YOUR TASK - What you give must be exactly the lines of the material from the first through the line that contains "use serde::Serialize;", inclusive, and no others.

LISTED RECORDS -
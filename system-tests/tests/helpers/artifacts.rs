// system-tests/tests/helpers/artifacts.rs
// ============================================================================
// Module: Test Artifacts
// Description: Artifact helpers for system-tests.
// Purpose: Create per-test run roots and write deterministic summaries.
// Dependencies: system-tests, serde, serde_jcs
// ============================================================================

use std::fmt::Write as _;
use std::fs;
use std::io;
use std::path::Path;
use std::path::PathBuf;
use std::time::SystemTime;
use std::time::UNIX_EPOCH;

use serde::Serialize;
use system_tests::config::SystemTestConfig;

#[derive(Debug, Serialize)]
struct TestSummary {
    test_name: String,
    target: String,
    status: String,
    started_at_ms: u128,
    ended_at_ms: u128,
    duration_ms: u128,
    notes: Vec<String>,
    artifacts: Vec<String>,
}

fn now_millis() -> u128 {
    SystemTime::now().duration_since(UNIX_EPOCH).unwrap_or_default().as_millis()
}

fn default_run_root(test_name: &str) -> PathBuf {
    let stamp = now_millis();
    PathBuf::from("target/system-tests").join(format!("run_{stamp}")).join(test_name)
}

/// Artifact manager for a single system-test.
#[derive(Debug, Clone)]
pub struct TestArtifacts {
    root: PathBuf,
}

impl TestArtifacts {
    /// Creates the artifact root for a test.
    pub fn new(config: &SystemTestConfig, test_name: &str) -> io::Result<Self> {
        let root = config
            .run_root
            .as_ref()
            .map_or_else(|| default_run_root(test_name), |root| root.join(test_name));
        fs::create_dir_all(&root)?;
        Ok(Self {
            root,
        })
    }

    /// Returns the root directory for the test artifacts.
    pub fn root(&self) -> &Path {
        &self.root
    }

    /// Writes a JSON artifact using canonical JCS serialization.
    pub fn write_json<T: Serialize>(&self, name: &str, value: &T) -> io::Result<PathBuf> {
        let path = self.root.join(name);
        let bytes = serde_jcs::to_vec(value).map_err(|err| io::Error::other(err.to_string()))?;
        fs::write(&path, bytes)?;
        Ok(path)
    }

    /// Writes a text artifact with UTF-8 encoding.
    pub fn write_text(&self, name: &str, value: &str) -> io::Result<PathBuf> {
        let path = self.root.join(name);
        fs::write(&path, value.as_bytes())?;
        Ok(path)
    }
}

/// Helper that writes summaries even when a test panics.
pub struct TestReporter {
    artifacts: TestArtifacts,
    test_name: String,
    target: String,
    started_at_ms: u128,
    finalized: bool,
}

impl TestReporter {
    /// Creates a reporter for the named test against `target`.
    pub fn new(config: &SystemTestConfig, test_name: &str, target: &str) -> io::Result<Self> {
        Ok(Self {
            artifacts: TestArtifacts::new(config, test_name)?,
            test_name: test_name.to_string(),
            target: target.to_string(),
            started_at_ms: now_millis(),
            finalized: false,
        })
    }

    /// Returns the artifact manager.
    pub const fn artifacts(&self) -> &TestArtifacts {
        &self.artifacts
    }

    /// Writes the final summary for the test.
    pub fn finish(
        &mut self,
        status: &str,
        notes: Vec<String>,
        artifacts: Vec<String>,
    ) -> io::Result<()> {
        let ended_at_ms = now_millis();
        let summary = TestSummary {
            test_name: self.test_name.clone(),
            target: self.target.clone(),
            status: status.to_string(),
            started_at_ms: self.started_at_ms,
            ended_at_ms,
            duration_ms: ended_at_ms.saturating_sub(self.started_at_ms),
            notes,
            artifacts,
        };
        self.artifacts.write_json("summary.json", &summary)?;
        self.artifacts.write_text("summary.md", &summary_markdown(&summary))?;
        self.finalized = true;
        Ok(())
    }
}

impl Drop for TestReporter {
    fn drop(&mut self) {
        if self.finalized {
            return;
        }
        let status = if std::thread::panicking() { "panic" } else { "unknown" };
        let _ = self.finish(
            status,
            vec!["test terminated without explicit summary".to_string()],
            Vec::new(),
        );
    }
}

fn summary_markdown(summary: &TestSummary) -> String {
    let mut out = String::new();
    out.push_str("# System-Test Summary\n\n## Status\n\n");
    let _ = writeln!(out, "- Test: {}", summary.test_name);
    let _ = writeln!(out, "- Target: {}", summary.target);
    let _ = writeln!(out, "- Status: {}", summary.status);
    let _ = writeln!(out, "- Duration (ms): {}", summary.duration_ms);
    for (heading, items) in [("Notes", &summary.notes), ("Artifacts", &summary.artifacts)] {
        let _ = write!(out, "\n## {heading}\n\n");
        if items.is_empty() {
            out.push_str("- None\n");
        }
        for item in items {
            let _ = writeln!(out, "- {item}");
        }
    }
    out
}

FINISHED TASK -
filename system-tests/tests/helpers/artifacts.rs
// system-tests/tests/helpers/artifacts.rs
// ============================================================================
// Module: Test Artifacts
// Description: Artifact helpers for system-tests.
// Purpose: Create per-test run roots and write deterministic summaries.
// Dependencies: system-tests, serde, serde_jcs
// ============================================================================

use std::fmt::Write as _;
use std::fs;
use std::io;
use std::path::Path;
use std::path::PathBuf;
use std::time::SystemTime;
use std::time::UNIX_EPOCH;

use serde::Serialize;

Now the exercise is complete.